Lelaki Komunis Terakhir has no archive footage or historical recreations of war at all. The most violent image you will see is a strip of petai beans being removed from its tree in Bidor. Government-funded films like
Leftenan Adnan,
Paloh and
Embun all feature violence but no one protested about those.
* Perhaps the objection is to the subject of Chin Peng? Well, Chin Peng’s
book is not banned (even though he is), so why a different standard for the documentary, which was furthermore not made in cooperation with him?
* Perhaps the objection is to the fact that some communists were interviewed? Well, the 15-minute sequence in Betong (out of the 90 minutes of the whole documentary) does have retired men and women from the Communist Party of Malaya. But they are living lawfully as farmers and traders in land provided after the Peace Agreement in 1989 between Malaysia, the CPM and Thailand. Although they do describe some of their previous experiences in the jungle, they are in no way advocating a return to war.

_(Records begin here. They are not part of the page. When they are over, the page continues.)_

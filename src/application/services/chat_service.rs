//! Chat service - sessions, the conversation log and retention

use std::sync::Arc;

use chrono::{Duration, Utc};
use serde_json::Value;
use tokio::sync::broadcast;

use crate::application::errors::ChatError;
use crate::domain::entities::{ChatSession, ConversationState, Sender, StoredMessage};
use crate::domain::traits::ChatStore;

const EVENT_CAPACITY: usize = 256;
const MAX_SESSION_ID_LEN: usize = 64;

/// Session lifetime and history limits
#[derive(Debug, Clone)]
pub struct SessionSettings {
    pub ttl: Duration,
    pub max_sessions_per_user: usize,
    pub history_limit: usize,
}

impl Default for SessionSettings {
    fn default() -> Self {
        Self {
            ttl: Duration::hours(24),
            max_sessions_per_user: 10,
            history_limit: 100,
        }
    }
}

/// Outcome of a session-limit pass
#[derive(Debug, Clone, Default, PartialEq, Eq)]
pub struct LimitReport {
    pub users_over_limit: usize,
    pub sessions_removed: usize,
}

pub struct ChatService {
    store: Arc<dyn ChatStore>,
    settings: SessionSettings,
    events: broadcast::Sender<StoredMessage>,
}

impl ChatService {
    pub fn new(store: Arc<dyn ChatStore>, settings: SessionSettings) -> Self {
        let (events, _) = broadcast::channel(EVENT_CAPACITY);
        Self { store, settings, events }
    }

    pub fn settings(&self) -> &SessionSettings {
        &self.settings
    }

    /// New listener for every message recorded from now on
    pub fn subscribe(&self) -> broadcast::Receiver<StoredMessage> {
        self.events.subscribe()
    }

    /// Resume a live session or start a new one.
    ///
    /// Unknown ids supplied by the client are adopted; expired sessions are
    /// deleted and replaced by a session with a fresh id.
    pub async fn get_or_create_session(
        &self,
        session_id: Option<&str>,
        user_id: Option<i64>,
    ) -> Result<ChatSession, ChatError> {
        let requested = session_id.map(str::trim).filter(|id| is_valid_session_id(id));

        if let Some(id) = requested {
            if let Some(mut session) = self.store.get_session(id).await? {
                if !session.is_expired(self.settings.ttl) {
                    if session.user_id.is_none() && user_id.is_some() {
                        session.user_id = user_id;
                        self.store.update_session(&session).await?;
                    }
                    return Ok(session);
                }
                tracing::info!("Session {} expired, starting a new one", id);
                self.store.delete_session(id).await?;
                return self.create_session(uuid::Uuid::new_v4().to_string(), user_id).await;
            }
            return self.create_session(id.to_string(), user_id).await;
        }

        self.create_session(uuid::Uuid::new_v4().to_string(), user_id).await
    }

    async fn create_session(&self, id: String, user_id: Option<i64>) -> Result<ChatSession, ChatError> {
        let session = ChatSession::new(id, user_id);
        self.store.insert_session(&session).await?;
        tracing::info!("Created chat session {}", session.id);

        if let Some(user_id) = user_id {
            self.trim_user_sessions(user_id, false).await?;
        }
        Ok(session)
    }

    pub async fn get_session(&self, id: &str) -> Result<Option<ChatSession>, ChatError> {
        Ok(self.store.get_session(id).await?)
    }

    pub async fn list_sessions(&self, user_id: Option<i64>, limit: usize) -> Result<Vec<ChatSession>, ChatError> {
        Ok(self.store.list_sessions(user_id, limit).await?)
    }

    pub async fn delete_session(&self, id: &str) -> Result<bool, ChatError> {
        Ok(self.store.delete_session(id).await?)
    }

    /// Messages of a session, oldest first, capped at the configured history limit
    pub async fn history(&self, session_id: &str) -> Result<Vec<StoredMessage>, ChatError> {
        if self.store.get_session(session_id).await?.is_none() {
            return Err(ChatError::NotFound(format!("session {}", session_id)));
        }
        Ok(self
            .store
            .get_messages(session_id, Some(self.settings.history_limit))
            .await?)
    }

    pub async fn load_state(&self, session_id: &str) -> Result<ConversationState, ChatError> {
        Ok(self
            .store
            .get_state(session_id)
            .await?
            .unwrap_or_else(|| ConversationState::new(session_id)))
    }

    pub async fn save_state(&self, state: &ConversationState) -> Result<(), ChatError> {
        Ok(self.store.save_state(state).await?)
    }

    /// Append a message to the log and touch the session
    pub async fn record_message(
        &self,
        session: &mut ChatSession,
        sender: Sender,
        content: &str,
        message_type: &str,
        metadata: Value,
    ) -> Result<StoredMessage, ChatError> {
        let message = StoredMessage::new(session.id.clone(), sender, content, message_type, metadata);
        self.store.save_message(&message).await?;

        match sender {
            Sender::User if session.title.is_none() => session.title = Some(ChatSession::title_from(content)),
            Sender::Bot => session.has_ai_response = true,
            _ => {}
        }
        session.updated_at = Utc::now();
        self.store.update_session(session).await?;

        // Nobody listening is fine
        let _ = self.events.send(message.clone());
        Ok(message)
    }

    /// Delete sessions older than the TTL; returns how many were (or would be) removed
    pub async fn cleanup_expired(&self, dry_run: bool) -> Result<usize, ChatError> {
        let cutoff = Utc::now() - self.settings.ttl;
        let expired = self.store.sessions_created_before(cutoff).await?;

        if dry_run {
            tracing::info!("Dry run: {} expired sessions would be deleted", expired.len());
            return Ok(expired.len());
        }

        let mut removed = 0;
        for id in &expired {
            if self.store.delete_session(id).await? {
                removed += 1;
            }
        }
        tracing::info!("Deleted {} expired sessions", removed);
        Ok(removed)
    }

    /// Keep only the most recently updated sessions of every user
    pub async fn enforce_limits(&self, dry_run: bool) -> Result<LimitReport, ChatError> {
        let mut report = LimitReport::default();

        for user_id in self.store.users_with_sessions().await? {
            let removed = self.trim_user_sessions(user_id, dry_run).await?;
            if removed > 0 {
                report.users_over_limit += 1;
                report.sessions_removed += removed;
            }
        }

        tracing::info!(
            "{} {} sessions across {} users",
            if dry_run { "Would remove" } else { "Removed" },
            report.sessions_removed,
            report.users_over_limit
        );
        Ok(report)
    }

    async fn trim_user_sessions(&self, user_id: i64, dry_run: bool) -> Result<usize, ChatError> {
        let sessions = self.store.list_sessions(Some(user_id), usize::MAX).await?;
        let excess = sessions.get(self.settings.max_sessions_per_user..).unwrap_or(&[]);

        if !dry_run {
            for session in excess {
                tracing::debug!("Removing session {} of user {}", session.id, user_id);
                self.store.delete_session(&session.id).await?;
            }
        }
        Ok(excess.len())
    }
}

fn is_valid_session_id(id: &str) -> bool {
    !id.is_empty()
        && id.len() <= MAX_SESSION_ID_LEN
        && id.chars().all(|c| c.is_ascii_alphanumeric() || c == '-' || c == '_')
}

#[cfg(test)]
mod tests {
    use super::*;
    use crate::infrastructure::database::Database;

    fn service() -> (ChatService, Arc<Database>) {
        let db = Arc::new(Database::in_memory().unwrap());
        let settings = SessionSettings {
            max_sessions_per_user: 2,
            ..Default::default()
        };
        (ChatService::new(db.clone(), settings), db)
    }

    #[tokio::test]
    async fn test_session_is_created_and_resumed() {
        let (service, _) = service();
        let first = service.get_or_create_session(None, None).await.unwrap();
        let again = service.get_or_create_session(Some(&first.id), Some(7)).await.unwrap();
        assert_eq!(first.id, again.id);
        assert_eq!(again.user_id, Some(7));

        let adopted = service.get_or_create_session(Some("client-abc"), None).await.unwrap();
        assert_eq!(adopted.id, "client-abc");

        let fresh = service.get_or_create_session(Some("bad id!"), None).await.unwrap();
        assert_ne!(fresh.id, "bad id!");
    }

    #[tokio::test]
    async fn test_expired_session_is_replaced() {
        let (service, db) = service();
        let mut old = ChatSession::new("old", None);
        old.created_at = Utc::now() - Duration::hours(30);
        db.insert_session(&old).await.unwrap();

        let session = service.get_or_create_session(Some("old"), None).await.unwrap();
        assert_ne!(session.id, "old");
        assert!(db.get_session("old").await.unwrap().is_none());
    }

    #[tokio::test]
    async fn test_record_message_sets_title_and_notifies() {
        let (service, _) = service();
        let mut rx = service.subscribe();
        let mut session = service.get_or_create_session(None, None).await.unwrap();

        service
            .record_message(&mut session, Sender::User, "houses in Harare", "text", Value::Null)
            .await
            .unwrap();
        service
            .record_message(&mut session, Sender::Bot, "Here you go", "property_search", Value::Null)
            .await
            .unwrap();

        assert_eq!(session.title.as_deref(), Some("houses in Harare"));
        assert!(session.has_ai_response);
        assert_eq!(rx.recv().await.unwrap().content, "houses in Harare");

        let history = service.history(&session.id).await.unwrap();
        assert_eq!(history.len(), 2);
        assert_eq!(history[1].sender, Sender::Bot);
        assert!(matches!(service.history("missing").await, Err(ChatError::NotFound(_))));
    }

    #[tokio::test]
    async fn test_cleanup_dry_run_then_delete() {
        let (service, db) = service();
        for id in ["a", "b"] {
            let mut s = ChatSession::new(id, None);
            s.created_at = Utc::now() - Duration::hours(48);
            db.insert_session(&s).await.unwrap();
        }
        db.insert_session(&ChatSession::new("c", None)).await.unwrap();

        assert_eq!(service.cleanup_expired(true).await.unwrap(), 2);
        assert!(db.get_session("a").await.unwrap().is_some());

        assert_eq!(service.cleanup_expired(false).await.unwrap(), 2);
        assert!(db.get_session("a").await.unwrap().is_none());
        assert!(db.get_session("c").await.unwrap().is_some());
    }

    #[tokio::test]
    async fn test_enforce_limits_keeps_most_recent() {
        let (service, db) = service();
        for (i, id) in ["s1", "s2", "s3", "s4"].iter().enumerate() {
            let mut s = ChatSession::new(*id, Some(1));
            s.updated_at = Utc::now() - Duration::minutes(10 - i as i64);
            db.insert_session(&s).await.unwrap();
        }

        let report = service.enforce_limits(true).await.unwrap();
        assert_eq!(report, LimitReport { users_over_limit: 1, sessions_removed: 2 });
        assert_eq!(db.list_sessions(Some(1), 10).await.unwrap().len(), 4);

        service.enforce_limits(false).await.unwrap();
        let left: Vec<String> = db.list_sessions(Some(1), 10).await.unwrap().into_iter().map(|s| s.id).collect();
        assert_eq!(left, vec!["s4", "s3"]);
    }
}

What does a Peace Agreement mean if the other side cannot even be seen and heard at all?
* Perhaps the objection is to the fact that Chin Peng is ethnic Chinese? Well, you got me there!
We will be meeting with the relevant Ministry to appeal the ban. I made the documentary for Malaysians first of all, since it is about our own past and present. Screening in foreign festivals is worthwhile but it has never been my primary intention. A Malaysian audience (the ones who can stay awake for a 90-minute documentary with no love stories, fight scenes or special effects) will understand it so much more.
This is what I humbly ask: If you feel the public has the right to see
Lelaki Komunis Terakhir, please write to the press. The authorities do take note of reports in the media. (That’s why the ban happened in the first place!)
Even if you feel this doesn’t affect you, and you wouldn’t even want to watch the documentary anyway: What’s to stop the same newspaper from starting a campaign against some other local movie, book or song for being “not Malay enough”? That might certainly affect you in the future.
I made a multilingual documentary that explores the diversity and plurality of contemporary Malaysia to contrast against the more turbulent times of Chin Peng’s era. It is about both the geographic and historical ‘landscape’ that make up a country. It is this very diversity that is under threat if we allow chauvinists to determine what the rest of us can or cannot see.